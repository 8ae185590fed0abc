//! Process-wide registry of in-flight image requests.

use std::collections::HashMap;
use std::sync::{Arc, OnceLock};

use parking_lot::Mutex;
use tracing::{debug, trace};

use crate::domain::entities::{ConsumerId, LoadTicket};
use crate::domain::ports::{TaskHandle, TaskRegistryPort};

static SHARED: OnceLock<Arc<TaskRegistry>> = OnceLock::new();

/// Maps each view to the request currently loading into it.
#[derive(Default)]
pub struct TaskRegistry {
    tasks: Mutex<HashMap<ConsumerId, TaskHandle>>,
}

impl TaskRegistry {
    #[must_use]
    pub fn new() -> Self {
        Self::default()
    }

    /// Returns the process-wide registry, creating it on first use.
    #[must_use]
    pub fn shared() -> Arc<Self> {
        SHARED.get_or_init(|| Arc::new(Self::new())).clone()
    }
}

impl std::fmt::Debug for TaskRegistry {
    fn fmt(&self, f: &mut std::fmt::Formatter<'_>) -> std::fmt::Result {
        f.debug_struct("TaskRegistry")
            .field("pending", &self.len())
            .finish()
    }
}

impl TaskRegistryPort for TaskRegistry {
    fn register(&self, id: ConsumerId, handle: TaskHandle) -> bool {
        let ticket = handle.ticket();
        let previous = {
            let mut tasks = self.tasks.lock();
            // Tickets only grow per view, so an older handle lost a race.
            if let Some(current) = tasks.get(&id).map(TaskHandle::ticket)
                && current > ticket
            {
                drop(tasks);
                handle.cancel();
                debug!(
                    id = %id,
                    ticket = %ticket,
                    current = %current,
                    "Rejected superseded image request"
                );
                return false;
            }
            tasks.insert(id, handle)
        };

        match previous {
            Some(previous) => {
                previous.cancel();
                debug!(
                    id = %id,
                    replaced = %previous.ticket(),
                    ticket = %ticket,
                    "Replaced in-flight image request"
                );
                true
            }
            None => {
                trace!(id = %id, ticket = %ticket, "Registered image request");
                false
            }
        }
    }

    fn cancel(&self, id: ConsumerId) -> bool {
        let Some(handle) = self.tasks.lock().remove(&id) else {
            return false;
        };
        handle.cancel();
        debug!(id = %id, ticket = %handle.ticket(), "Cancelled image request");
        true
    }

    fn clear(&self, id: ConsumerId, ticket: LoadTicket) -> bool {
        let mut tasks = self.tasks.lock();
        if tasks.get(&id).is_some_and(|h| h.ticket() == ticket) {
            tasks.remove(&id);
            trace!(id = %id, ticket = %ticket, "Cleared finished image request");
            return true;
        }
        false
    }

    fn is_current(&self, id: ConsumerId, ticket: LoadTicket) -> bool {
        self.tasks
            .lock()
            .get(&id)
            .is_some_and(|h| h.ticket() == ticket)
    }

    fn len(&self) -> usize {
        self.tasks.lock().len()
    }
}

** EXERCISE BRIEF **
Restate the records exactly. Leave nothing out.

** TASK OUTPUT **
repository 8ae185590fed0abc
//! Process-wide registry of in-flight image requests.

use std::collections::HashMap;
use std::sync::{Arc, OnceLock};

use parking_lot::Mutex;
use tracing::{debug, trace};

use crate::domain::entities::{ConsumerId, LoadTicket};
use crate::domain::ports::{TaskHandle, TaskRegistryPort};

static SHARED: OnceLock<Arc<TaskRegistry>> = OnceLock::new();

/// Maps each view to the request currently loading into it.
#[derive(Default)]
pub struct TaskRegistry {
    tasks: Mutex<HashMap<ConsumerId, TaskHandle>>,
}

impl TaskRegistry {
    #[must_use]
    pub fn new() -> Self {
        Self::default()
    }

    /// Returns the process-wide registry, creating it on first use.
    #[must_use]
    pub fn shared() -> Arc<Self> {
        SHARED.get_or_init(|| Arc::new(Self::new())).clone()
    }
}

impl std::fmt::Debug for TaskRegistry {
    fn fmt(&self, f: &mut std::fmt::Formatter<'_>) -> std::fmt::Result {
        f.debug_struct("TaskRegistry")
            .field("pending", &self.len())
            .finish()
    }
}

impl TaskRegistryPort for TaskRegistry {
    fn register(&self, id: ConsumerId, handle: TaskHandle) -> bool {
        let ticket = handle.ticket();
        let previous = {
            let mut tasks = self.tasks.lock();
            // Tickets only grow per view, so an older handle lost a race.
            if let Some(current) = tasks.get(&id).map(TaskHandle::ticket)
                && current > ticket
            {
                drop(tasks);
                handle.cancel();
                debug!(
                    id = %id,
                    ticket = %ticket,
                    current = %current,
                    "Rejected superseded image request"
                );
                return false;
            }
            tasks.insert(id, handle)
        };

        match previous {
            Some(previous) => {
                previous.cancel();
                debug!(
                    id = %id,
                    replaced = %previous.ticket(),
                    ticket = %ticket,
                    "Replaced in-flight image request"
                );
                true
            }
            None => {
                trace!(id = %id, ticket = %ticket, "Registered image request");
                false
            }
        }
    }

    fn cancel(&self, id: ConsumerId) -> bool {
        let Some(handle) = self.tasks.lock().remove(&id) else {
            return false;
        };
        handle.cancel();
        debug!(id = %id, ticket = %handle.ticket(), "Cancelled image request");
        true
    }

    fn clear(&self, id: ConsumerId, ticket: LoadTicket) -> bool {
        let mut tasks = self.tasks.lock();
        if tasks.get(&id).is_some_and(|h| h.ticket() == ticket) {
            tasks.remove(&id);
            trace!(id = %id, ticket = %ticket, "Cleared finished image request");
            return true;
        }
        false
    }

    fn is_current(&self, id: ConsumerId, ticket: LoadTicket) -> bool {
        self.tasks
            .lock()
            .get(&id)
            .is_some_and(|h| h.ticket() == ticket)
    }

    fn len(&self) -> usize {
        self.tasks.lock().len()
    }
}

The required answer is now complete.